[Task goal] Report each line from the data below that holds the word "acme".

[Saved data entries]
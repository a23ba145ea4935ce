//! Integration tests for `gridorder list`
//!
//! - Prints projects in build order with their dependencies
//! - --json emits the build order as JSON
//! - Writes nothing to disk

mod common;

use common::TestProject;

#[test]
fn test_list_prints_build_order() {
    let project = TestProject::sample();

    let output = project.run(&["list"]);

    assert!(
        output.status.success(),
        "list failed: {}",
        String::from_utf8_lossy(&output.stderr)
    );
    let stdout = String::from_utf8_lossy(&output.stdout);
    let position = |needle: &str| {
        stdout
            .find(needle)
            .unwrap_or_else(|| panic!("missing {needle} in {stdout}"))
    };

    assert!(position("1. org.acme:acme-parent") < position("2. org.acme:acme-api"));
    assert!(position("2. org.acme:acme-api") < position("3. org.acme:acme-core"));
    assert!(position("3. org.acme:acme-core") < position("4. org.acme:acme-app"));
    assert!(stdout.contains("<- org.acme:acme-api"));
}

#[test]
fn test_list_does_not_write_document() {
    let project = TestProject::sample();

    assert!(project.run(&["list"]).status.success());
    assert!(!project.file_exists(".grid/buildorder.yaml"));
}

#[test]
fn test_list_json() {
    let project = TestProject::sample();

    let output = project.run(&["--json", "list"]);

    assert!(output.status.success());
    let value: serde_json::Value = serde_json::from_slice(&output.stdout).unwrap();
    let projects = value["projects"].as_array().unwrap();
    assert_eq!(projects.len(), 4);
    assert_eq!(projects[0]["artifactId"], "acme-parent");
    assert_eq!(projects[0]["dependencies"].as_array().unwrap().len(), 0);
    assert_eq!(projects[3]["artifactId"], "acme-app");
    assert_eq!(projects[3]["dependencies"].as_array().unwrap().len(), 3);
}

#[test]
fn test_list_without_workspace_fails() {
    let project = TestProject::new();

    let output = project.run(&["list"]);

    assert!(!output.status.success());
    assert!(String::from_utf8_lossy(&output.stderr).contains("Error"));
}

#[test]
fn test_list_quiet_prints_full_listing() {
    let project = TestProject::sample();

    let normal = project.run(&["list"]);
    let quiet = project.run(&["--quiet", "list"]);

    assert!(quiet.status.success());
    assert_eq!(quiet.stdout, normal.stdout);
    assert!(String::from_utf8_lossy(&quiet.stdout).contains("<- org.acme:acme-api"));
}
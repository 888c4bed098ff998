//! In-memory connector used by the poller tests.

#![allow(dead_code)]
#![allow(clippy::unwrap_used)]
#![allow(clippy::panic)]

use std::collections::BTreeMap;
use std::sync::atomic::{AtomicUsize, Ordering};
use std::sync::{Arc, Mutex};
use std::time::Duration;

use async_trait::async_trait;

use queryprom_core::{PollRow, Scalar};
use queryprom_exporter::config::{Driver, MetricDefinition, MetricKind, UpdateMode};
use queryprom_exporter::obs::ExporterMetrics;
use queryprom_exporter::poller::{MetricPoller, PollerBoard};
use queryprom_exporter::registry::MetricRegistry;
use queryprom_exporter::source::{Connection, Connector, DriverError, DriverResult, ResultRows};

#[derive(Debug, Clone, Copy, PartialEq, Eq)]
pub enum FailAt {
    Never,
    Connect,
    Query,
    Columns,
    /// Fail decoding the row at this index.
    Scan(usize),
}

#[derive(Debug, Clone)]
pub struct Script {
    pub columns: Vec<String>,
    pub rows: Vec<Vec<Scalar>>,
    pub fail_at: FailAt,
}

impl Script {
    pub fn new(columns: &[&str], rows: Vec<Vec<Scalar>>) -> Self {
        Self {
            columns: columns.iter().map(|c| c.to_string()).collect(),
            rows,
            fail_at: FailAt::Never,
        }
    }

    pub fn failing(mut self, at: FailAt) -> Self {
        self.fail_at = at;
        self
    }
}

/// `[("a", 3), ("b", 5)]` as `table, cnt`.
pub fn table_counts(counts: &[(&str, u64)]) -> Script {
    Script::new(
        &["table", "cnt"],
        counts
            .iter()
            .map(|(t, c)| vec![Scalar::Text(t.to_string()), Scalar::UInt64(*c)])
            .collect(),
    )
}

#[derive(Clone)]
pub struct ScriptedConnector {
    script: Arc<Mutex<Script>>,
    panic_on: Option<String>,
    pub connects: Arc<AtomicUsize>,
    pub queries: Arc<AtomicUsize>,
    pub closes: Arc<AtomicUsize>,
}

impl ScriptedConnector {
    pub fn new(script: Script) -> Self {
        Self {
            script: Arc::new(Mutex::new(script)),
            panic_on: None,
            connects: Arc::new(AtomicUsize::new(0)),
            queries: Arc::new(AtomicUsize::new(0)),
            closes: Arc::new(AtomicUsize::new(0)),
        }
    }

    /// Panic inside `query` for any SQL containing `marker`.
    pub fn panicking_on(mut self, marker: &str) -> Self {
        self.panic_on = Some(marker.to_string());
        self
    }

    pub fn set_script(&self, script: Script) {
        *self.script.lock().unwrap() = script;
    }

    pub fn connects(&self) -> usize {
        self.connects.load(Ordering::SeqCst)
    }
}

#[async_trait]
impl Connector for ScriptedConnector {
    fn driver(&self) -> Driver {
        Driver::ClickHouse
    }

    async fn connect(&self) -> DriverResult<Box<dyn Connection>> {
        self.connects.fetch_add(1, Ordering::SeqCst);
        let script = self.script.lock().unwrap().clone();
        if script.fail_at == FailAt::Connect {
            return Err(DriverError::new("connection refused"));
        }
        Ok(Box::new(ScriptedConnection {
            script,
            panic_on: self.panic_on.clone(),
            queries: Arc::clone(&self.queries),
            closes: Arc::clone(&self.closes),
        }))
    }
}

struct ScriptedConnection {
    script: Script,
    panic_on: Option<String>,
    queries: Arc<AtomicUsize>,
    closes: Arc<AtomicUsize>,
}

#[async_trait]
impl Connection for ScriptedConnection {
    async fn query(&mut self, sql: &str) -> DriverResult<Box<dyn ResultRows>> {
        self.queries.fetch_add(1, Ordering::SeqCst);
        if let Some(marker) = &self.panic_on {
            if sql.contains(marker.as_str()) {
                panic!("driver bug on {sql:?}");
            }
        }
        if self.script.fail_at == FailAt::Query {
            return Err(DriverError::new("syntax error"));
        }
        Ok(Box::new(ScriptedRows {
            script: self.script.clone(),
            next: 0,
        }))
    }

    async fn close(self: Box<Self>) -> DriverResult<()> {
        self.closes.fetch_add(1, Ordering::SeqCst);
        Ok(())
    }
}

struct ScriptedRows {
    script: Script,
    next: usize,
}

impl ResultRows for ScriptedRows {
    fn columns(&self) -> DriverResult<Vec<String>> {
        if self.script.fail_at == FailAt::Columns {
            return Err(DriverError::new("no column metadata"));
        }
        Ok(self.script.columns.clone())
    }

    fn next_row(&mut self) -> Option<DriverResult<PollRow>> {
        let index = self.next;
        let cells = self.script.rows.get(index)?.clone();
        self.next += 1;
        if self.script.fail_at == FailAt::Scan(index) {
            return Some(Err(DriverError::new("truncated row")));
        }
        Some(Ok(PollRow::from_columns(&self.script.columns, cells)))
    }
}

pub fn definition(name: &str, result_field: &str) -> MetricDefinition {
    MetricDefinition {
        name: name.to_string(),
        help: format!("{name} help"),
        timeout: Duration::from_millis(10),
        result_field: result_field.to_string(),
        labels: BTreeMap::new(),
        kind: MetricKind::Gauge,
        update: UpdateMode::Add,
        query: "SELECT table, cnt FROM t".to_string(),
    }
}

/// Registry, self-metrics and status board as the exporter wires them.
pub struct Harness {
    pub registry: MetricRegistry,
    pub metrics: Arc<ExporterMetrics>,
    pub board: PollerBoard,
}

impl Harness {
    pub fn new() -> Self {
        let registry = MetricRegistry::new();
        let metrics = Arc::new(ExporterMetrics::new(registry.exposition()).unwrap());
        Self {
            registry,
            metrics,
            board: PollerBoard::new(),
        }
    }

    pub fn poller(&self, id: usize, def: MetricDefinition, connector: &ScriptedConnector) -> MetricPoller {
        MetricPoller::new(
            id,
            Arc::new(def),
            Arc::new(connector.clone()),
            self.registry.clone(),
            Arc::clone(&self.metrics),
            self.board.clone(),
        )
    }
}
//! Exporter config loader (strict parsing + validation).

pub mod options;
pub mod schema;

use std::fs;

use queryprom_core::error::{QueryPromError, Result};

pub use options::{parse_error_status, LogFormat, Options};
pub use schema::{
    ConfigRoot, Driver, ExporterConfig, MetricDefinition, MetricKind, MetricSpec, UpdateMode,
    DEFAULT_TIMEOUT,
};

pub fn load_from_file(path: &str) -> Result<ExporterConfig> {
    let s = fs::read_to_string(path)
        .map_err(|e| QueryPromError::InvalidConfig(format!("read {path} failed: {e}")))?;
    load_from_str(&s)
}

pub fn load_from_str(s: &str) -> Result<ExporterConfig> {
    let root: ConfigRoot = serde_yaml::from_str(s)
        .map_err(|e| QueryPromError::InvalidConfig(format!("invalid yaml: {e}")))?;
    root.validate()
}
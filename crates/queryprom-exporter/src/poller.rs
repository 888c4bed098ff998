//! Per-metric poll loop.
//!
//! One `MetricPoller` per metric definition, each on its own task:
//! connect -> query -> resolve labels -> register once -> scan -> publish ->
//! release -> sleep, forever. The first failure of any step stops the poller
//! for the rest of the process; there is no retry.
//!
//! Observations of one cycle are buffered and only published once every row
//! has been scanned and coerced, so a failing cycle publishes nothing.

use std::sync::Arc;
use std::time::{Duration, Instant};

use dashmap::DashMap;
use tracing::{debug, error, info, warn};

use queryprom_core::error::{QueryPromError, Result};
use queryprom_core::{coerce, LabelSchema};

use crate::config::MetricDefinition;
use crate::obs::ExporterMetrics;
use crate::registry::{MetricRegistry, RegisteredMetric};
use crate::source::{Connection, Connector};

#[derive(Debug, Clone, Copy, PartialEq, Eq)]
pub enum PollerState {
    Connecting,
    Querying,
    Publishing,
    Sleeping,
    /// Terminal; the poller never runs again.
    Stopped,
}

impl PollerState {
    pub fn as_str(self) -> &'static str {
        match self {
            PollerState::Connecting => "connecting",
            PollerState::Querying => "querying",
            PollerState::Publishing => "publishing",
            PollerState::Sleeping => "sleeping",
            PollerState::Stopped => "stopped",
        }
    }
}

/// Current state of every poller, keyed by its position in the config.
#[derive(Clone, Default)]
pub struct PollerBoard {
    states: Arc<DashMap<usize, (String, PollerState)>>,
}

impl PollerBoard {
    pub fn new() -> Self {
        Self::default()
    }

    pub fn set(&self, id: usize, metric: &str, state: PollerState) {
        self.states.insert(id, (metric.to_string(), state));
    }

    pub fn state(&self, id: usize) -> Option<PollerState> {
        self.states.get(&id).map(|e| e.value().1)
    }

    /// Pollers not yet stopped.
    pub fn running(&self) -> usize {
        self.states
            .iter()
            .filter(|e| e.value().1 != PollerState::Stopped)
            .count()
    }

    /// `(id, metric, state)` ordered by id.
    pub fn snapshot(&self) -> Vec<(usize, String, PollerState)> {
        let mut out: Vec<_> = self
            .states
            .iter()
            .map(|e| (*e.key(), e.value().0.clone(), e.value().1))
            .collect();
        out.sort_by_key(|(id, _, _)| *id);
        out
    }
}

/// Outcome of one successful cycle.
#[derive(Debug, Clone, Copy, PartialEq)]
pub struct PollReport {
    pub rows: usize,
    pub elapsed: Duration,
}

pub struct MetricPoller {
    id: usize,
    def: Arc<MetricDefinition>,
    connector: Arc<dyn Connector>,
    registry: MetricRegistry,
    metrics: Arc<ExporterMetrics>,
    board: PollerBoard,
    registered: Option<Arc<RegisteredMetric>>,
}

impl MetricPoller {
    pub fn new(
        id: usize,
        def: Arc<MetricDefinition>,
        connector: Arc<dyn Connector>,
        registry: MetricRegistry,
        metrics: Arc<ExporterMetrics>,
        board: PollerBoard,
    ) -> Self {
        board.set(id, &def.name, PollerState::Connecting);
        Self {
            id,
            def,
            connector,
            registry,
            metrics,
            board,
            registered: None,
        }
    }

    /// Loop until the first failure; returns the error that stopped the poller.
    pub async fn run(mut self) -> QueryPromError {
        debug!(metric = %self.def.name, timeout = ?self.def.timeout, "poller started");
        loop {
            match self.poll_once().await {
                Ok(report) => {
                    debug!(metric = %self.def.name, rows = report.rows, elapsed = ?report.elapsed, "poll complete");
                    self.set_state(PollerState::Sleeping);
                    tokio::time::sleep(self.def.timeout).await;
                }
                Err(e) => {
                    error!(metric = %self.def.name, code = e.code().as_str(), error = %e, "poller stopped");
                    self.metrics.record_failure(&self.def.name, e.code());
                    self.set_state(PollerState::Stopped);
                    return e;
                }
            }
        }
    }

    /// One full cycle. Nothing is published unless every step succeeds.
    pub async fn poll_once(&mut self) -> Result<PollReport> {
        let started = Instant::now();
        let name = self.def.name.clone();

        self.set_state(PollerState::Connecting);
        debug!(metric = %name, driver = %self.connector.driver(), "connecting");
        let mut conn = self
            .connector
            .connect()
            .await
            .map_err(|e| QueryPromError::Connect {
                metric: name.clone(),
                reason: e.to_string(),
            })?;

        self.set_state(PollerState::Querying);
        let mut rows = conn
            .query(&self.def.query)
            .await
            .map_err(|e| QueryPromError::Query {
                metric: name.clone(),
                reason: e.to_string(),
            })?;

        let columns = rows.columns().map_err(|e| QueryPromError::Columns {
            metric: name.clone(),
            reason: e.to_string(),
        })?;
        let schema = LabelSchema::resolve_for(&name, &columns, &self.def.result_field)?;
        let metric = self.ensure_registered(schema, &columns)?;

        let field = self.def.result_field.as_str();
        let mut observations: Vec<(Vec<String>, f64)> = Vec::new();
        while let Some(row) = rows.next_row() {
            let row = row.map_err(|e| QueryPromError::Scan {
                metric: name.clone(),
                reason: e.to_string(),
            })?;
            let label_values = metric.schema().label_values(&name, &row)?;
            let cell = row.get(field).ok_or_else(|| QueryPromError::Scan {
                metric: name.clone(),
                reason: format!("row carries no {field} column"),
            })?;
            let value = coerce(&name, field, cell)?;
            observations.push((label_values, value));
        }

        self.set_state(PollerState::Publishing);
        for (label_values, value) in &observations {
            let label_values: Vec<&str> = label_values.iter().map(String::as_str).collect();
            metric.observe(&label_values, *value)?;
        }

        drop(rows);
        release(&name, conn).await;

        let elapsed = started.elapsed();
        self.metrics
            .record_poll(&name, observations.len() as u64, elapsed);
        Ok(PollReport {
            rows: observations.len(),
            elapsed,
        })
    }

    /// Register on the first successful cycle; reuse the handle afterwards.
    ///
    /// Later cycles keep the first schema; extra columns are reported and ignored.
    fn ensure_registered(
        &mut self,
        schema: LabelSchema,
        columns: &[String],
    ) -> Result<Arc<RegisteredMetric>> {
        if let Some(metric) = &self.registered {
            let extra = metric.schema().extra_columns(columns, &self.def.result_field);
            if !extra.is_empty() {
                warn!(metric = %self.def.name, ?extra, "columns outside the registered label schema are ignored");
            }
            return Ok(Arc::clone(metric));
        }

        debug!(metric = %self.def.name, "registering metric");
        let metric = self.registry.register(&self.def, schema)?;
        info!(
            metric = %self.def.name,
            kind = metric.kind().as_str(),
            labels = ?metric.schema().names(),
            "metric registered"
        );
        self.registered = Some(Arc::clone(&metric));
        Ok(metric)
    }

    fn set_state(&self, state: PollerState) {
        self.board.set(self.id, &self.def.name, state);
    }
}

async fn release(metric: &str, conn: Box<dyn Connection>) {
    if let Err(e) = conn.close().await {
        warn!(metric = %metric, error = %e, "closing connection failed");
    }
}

[Written answer]
    assert!(position("1. org.acme:acme-parent") < position("2. org.acme:acme-api"));
    assert!(position("2. org.acme:acme-api") < position("3. org.acme:acme-core"));
    assert!(position("3. org.acme:acme-core") < position("4. org.acme:acme-app"));
    assert!(stdout.contains("<- org.acme:acme-api"));
    assert_eq!(projects[0]["artifactId"], "acme-parent");
    assert_eq!(projects[3]["artifactId"], "acme-app");
    assert!(String::from_utf8_lossy(&quiet.stdout).contains("<- org.acme:acme-api"));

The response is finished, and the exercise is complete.